Normal Subgroups allow their cosets to form a group using the natural multiplication operation.

Orbit is a generalization of conjugacy class; orbit refers to the set of images under a permutation group of any set, conjugacy class is the orbit of a subset of a group under conjugation. The subset could be a single element, a subgroup, or anything else.

Each conjugation permutes the elements of $G$; they are also homomorphisms; so they are isomorphisms of $G\to G$. An isomorphism of $G\to G$ is called an automorphism. There are automorphisms that do not arise this way, The set of all automorphisms forms a group under composition.

The stabilizer is the subset (it is a subgroup) of a permutation group acting on a set, $S$ which maps $S \to S$.

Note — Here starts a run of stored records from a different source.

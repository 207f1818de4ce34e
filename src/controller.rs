//! The poll loop: evaluate the schedule once per tick and drive the external
//! tool only when the wanted mode differs from the one last applied.
//!
//! Nothing in here is fatal. A config that cannot be read is replaced by the
//! last one that could (or the defaults), and a failed apply leaves the
//! recorded mode untouched so the next tick tries the same transition again.

use std::time::Duration;

use tracing::{debug, error, info, warn};

use crate::clock::Clock;
use crate::config::{Config, ConfigSource};
use crate::error::Result;
use crate::notify::{transition_message, Notifier};
use crate::redshift::ProcessController;
use crate::schedule::{evaluate, OperatingMode};
use crate::shutdown::Shutdown;
use crate::status::StatusFile;

pub const DEFAULT_POLL_INTERVAL: Duration = Duration::from_secs(30);

// Repeated failures are logged on the first occurrence and then every Nth
const LOG_EVERY: u32 = 10;

#[derive(Debug, Clone, Copy, PartialEq, Eq)]
pub enum Phase {
    Idle,
    Applying,
    Sleeping,
}

/// What a single tick did.
#[derive(Debug, Clone, Copy, PartialEq, Eq)]
pub enum TickOutcome {
    Applied(OperatingMode),
    Unchanged(OperatingMode),
    Failed(OperatingMode),
}

/// Mode the external tool was last successfully put into. `None` until the
/// first apply succeeds, so the first tick always acts.
#[derive(Debug, Default, Clone, Copy, PartialEq, Eq)]
pub struct ControllerState {
    pub last_applied: Option<OperatingMode>,
}

pub struct PollingController<S, P, N, K> {
    source: S,
    process: P,
    notifier: N,
    clock: K,
    status: Option<StatusFile>,
    poll_interval: Duration,
    state: ControllerState,
    phase: Phase,
    last_good: Option<Config>,
    config_failures: u32,
    apply_failures: u32,
}

impl<S, P, N, K> PollingController<S, P, N, K>
where
    S: ConfigSource,
    P: ProcessController,
    N: Notifier,
    K: Clock,
{
    pub fn new(source: S, process: P, notifier: N, clock: K, poll_interval: Duration) -> Self {
        PollingController {
            source,
            process,
            notifier,
            clock,
            status: None,
            poll_interval,
            state: ControllerState::default(),
            phase: Phase::Idle,
            last_good: None,
            config_failures: 0,
            apply_failures: 0,
        }
    }

    pub fn with_status_file(mut self, status: StatusFile) -> Self {
        self.status = Some(status);
        self
    }

    pub fn state(&self) -> ControllerState {
        self.state
    }

    pub fn phase(&self) -> Phase {
        self.phase
    }

    pub fn poll_interval(&self) -> Duration {
        self.poll_interval
    }

    /// Fresh configuration, or the best fallback when it cannot be loaded.
    pub fn current_config(&mut self) -> Config {
        match self.source.load() {
            Ok(config) => {
                if self.config_failures > 0 {
                    info!("Config readable again after {} failed attempts", self.config_failures);
                    self.config_failures = 0;
                }
                self.last_good = Some(config.clone());
                config
            }
            Err(e) => {
                self.config_failures += 1;
                let fallback = match &self.last_good {
                    Some(config) => (config.clone(), "last loaded"),
                    None => (Config::default(), "default"),
                };
                if self.config_failures == 1 || self.config_failures % LOG_EVERY == 0 {
                    warn!(
                        "Config unavailable ({}), using {} configuration (failures: {})",
                        e, fallback.1, self.config_failures
                    );
                }
                fallback.0
            }
        }
    }

    pub fn tick(&mut self) -> TickOutcome {
        self.phase = Phase::Idle;
        let config = self.current_config();
        let now = self.clock.now();
        let desired = evaluate(now, &config.schedule, config.enabled, &config.temps);

        if self.state.last_applied == Some(desired) {
            debug!("{}: {} unchanged", now, desired);
            return TickOutcome::Unchanged(desired);
        }

        self.phase = Phase::Applying;
        let outcome = match self.apply(desired) {
            Ok(()) => {
                if self.apply_failures > 0 {
                    info!("Applied {} after {} failed attempts", desired, self.apply_failures);
                    self.apply_failures = 0;
                }
                info!("{}: switched to {} (schedule {})", now, desired, config.schedule);
                TickOutcome::Applied(desired)
            }
            Err(e) => {
                self.apply_failures += 1;
                if self.apply_failures == 1 || self.apply_failures % LOG_EVERY == 0 {
                    error!(
                        "Failed to apply {} (attempt {}): {} - retrying next poll",
                        desired, self.apply_failures, e
                    );
                }
                TickOutcome::Failed(desired)
            }
        };
        self.phase = Phase::Idle;
        outcome
    }

    /// Poll until `shutdown` fires, then turn the colour adjustment off.
    pub fn run(&mut self, shutdown: &Shutdown) {
        info!("Polling every {:?}", self.poll_interval);
        while !shutdown.is_triggered() {
            self.tick();
            self.phase = Phase::Sleeping;
            if shutdown.wait_timeout(self.poll_interval) {
                break;
            }
        }
        self.phase = Phase::Idle;

        info!("Shutdown requested");
        if let Err(e) = self.shutdown() {
            error!("Failed to disable colour adjustment on exit: {}", e);
        }
    }

    /// Drive the tool to `Off` regardless of what was applied last.
    pub fn shutdown(&mut self) -> Result<()> {
        self.phase = Phase::Applying;
        let result = self.apply(OperatingMode::Off);
        self.phase = Phase::Idle;
        result
    }

    fn apply(&mut self, mode: OperatingMode) -> Result<()> {
        self.process.apply(mode)?;
        self.state.last_applied = Some(mode);

        self.notifier.notify(&transition_message(mode));
        if let Some(status) = &self.status {
            if let Err(e) = status.write(mode) {
                warn!("Failed to write status file {:?}: {}", status.path(), e);
            }
        }
        Ok(())
    }
}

"What is the connection?" To a significant part, this is the goal of the study of group theory.

You have asked a multipart question and many follow up questions. I applaud your inquisitiveness. We could go on for a long time and that might be fun, but.... I have a feeling though that this is very abstract to you.

I suggest that you play around with a specific group for a while to help solidify these ideas. A good group to start with might be $$D_4 \text{ the Dihedral group of order 8}$$ It would be good if you didn't look it up but worked with it yourself until you understand the concepts you have been questioning us about. The elements of the group are $$\{a^{\epsilon}b^i | \epsilon \in \{0,1 \} \text { and } i \in \{0,1,2,3 \} $$ and multiplication can be derived from the following relations: $$ a^2 = b^4 = (ab)^2 = e \text { the identity element}$$ The group has 3 subgroups of order 4 and 5 subgroups of order 2. Have fun.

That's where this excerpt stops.